23/01/2017

L’Agence d’information a reçu, et publie ci-dessous, une relation pertinente et détaillée de l’Accord de la Saint Sylvestre qui a validé et entériné le maintien au pouvoir du président Kabila au-delà de la durée de son deuxième mandat.

The Information Agency has received and published below a relevant and detailed relationship about the New Year’s Eve Agreement which validated and endorsed President Kabila’s retention of power beyond his second term .

20 / 01 / 2017

A la lecture du texte de cet accord, plusieurs éléments choquent tout lecteur attentif comme tout citoyen soucieux de la démocratisation de son pays.

Point A : de la Représentativité

1. La médiation de la CENCO (Conférence épiscopale nationale du Congo) ne définit pas sa mission, n’explique pas l’origine de son mandat, ni ne définit clairement ses objectifs.

2. Les parties prenantes à l’Accord elles aussi doivent, c’est un impératif, prouver leur représentativité à travers des mandats clairs.

3. La crise politique que ce dialogue est censé résoudre porte d’abord et surtout sur la personne du Président de la République de la RDC, Joseph Kabila, lequel a fait un coup d’état institutionnel. Le fait qu’il ne soit pas partie au dialogue risque de réduire au ridicule toute l’entreprise.

4. La majorité présidentielle, qui est plutôt un lobby d’appui au Président et non une institution, ne saurait parler et agir en lieu et place du Chef de l’Etat. A moins qu’un mandat dument signé par le Président de la République et explicite ne lui octroie ce rôle.

Point B : de la Constitutionnalité

Dans son intitulé même, ce dialogue se qualifie comme dialogue politique. Or, on s’étonnera de lire au chapitre II.1 ce qui suit :

« Les parties prenantes s’engagent à respecter la Constitution du 18 février 2006 telle que modifiée en 2011 et les lois de la République, à organiser les élections présidentielle, législatives, nationales et provinciales, ainsi que les élections locales en conformité avec ladite Constitution. Nonobstant l’article 5 alinéa 1er qui dispose que "la souveraineté nationale appartient au peuple qui l’exerce directement par voie de référendum ou des d’élections et indirectement par ses représentants", elles s’engagent à n’entreprendre ni à soutenir aucune initiative de révision et de changement de la Constitution. »
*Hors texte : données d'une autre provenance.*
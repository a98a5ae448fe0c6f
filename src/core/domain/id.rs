//! Domain identifier types with proper encapsulation.
//!
//! Identifiers assigned by the upstream catalog (events, markets, tokens)
//! wrap the upstream string verbatim. Identifiers minted by this process
//! (signals, opportunities, plans, orders) are UUID v4 strings.

use std::fmt;

use serde::{Deserialize, Serialize};

macro_rules! upstream_id {
    ($(#[$doc:meta])* $name:ident) => {
        $(#[$doc])*
        #[derive(Debug, Clone, PartialEq, Eq, Hash, PartialOrd, Ord, Serialize, Deserialize)]
        pub struct $name(String);

        impl $name {
            /// Create a new identifier from a string.
            pub fn new(id: impl Into<String>) -> Self {
                Self(id.into())
            }

            /// Get the identifier as a string slice.
            #[must_use]
            pub fn as_str(&self) -> &str {
                &self.0
            }
        }

        impl fmt::Display for $name {
            fn fmt(&self, f: &mut fmt::Formatter<'_>) -> fmt::Result {
                write!(f, "{}", self.0)
            }
        }

        impl From<String> for $name {
            fn from(s: String) -> Self {
                Self::new(s)
            }
        }

        impl From<&str> for $name {
            fn from(s: &str) -> Self {
                Self::new(s)
            }
        }
    };
}

macro_rules! generated_id {
    ($(#[$doc:meta])* $name:ident) => {
        upstream_id!($(#[$doc])* $name);

        impl $name {
            /// Mint a fresh identifier (UUID v4).
            #[must_use]
            pub fn generate() -> Self {
                Self(uuid::Uuid::new_v4().to_string())
            }
        }

        impl Default for $name {
            fn default() -> Self {
                Self::generate()
            }
        }
    };
}

upstream_id!(
    /// Catalog event identifier.
    EventId
);
upstream_id!(
    /// Market condition identifier.
    MarketId
);
upstream_id!(
    /// Token (outcome share) identifier.
    TokenId
);
generated_id!(
    /// Signal identifier, minted at emission.
    SignalId
);
generated_id!(
    /// Opportunity identifier.
    OpportunityId
);
generated_id!(
    /// Execution plan identifier.
    PlanId
);
generated_id!(
    /// Order identifier (internal; distinct from the exchange order id).
    OrderId
);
On est en droit de se demander d’où les parties à ce dialogue et leur médiateur tirent le droit de déclarer nul et non avenu un article de la Constitution. Force est de constater que l’article en question est celui qui reconnait au peuple sa qualité de souverain primaire. On aura ainsi voulu manifester la volonté de ne pas appuyer une initiative qui consisterait à organiser un referendum visant le maintien au pouvoir illimité du président Kabila. Mais les parties sont allées au-delà, elles se sont arrogées un droit de violer la même Constitution qu’elles jurent de respecter. Il nous semble fondé de conclure que les négociateurs de la majorité ont vicieusement poussés à la faute ceux de l’opposition, pour plus tard exploiter cette contradiction manifeste afin d’organiser sans trop de problèmes un tel référendum.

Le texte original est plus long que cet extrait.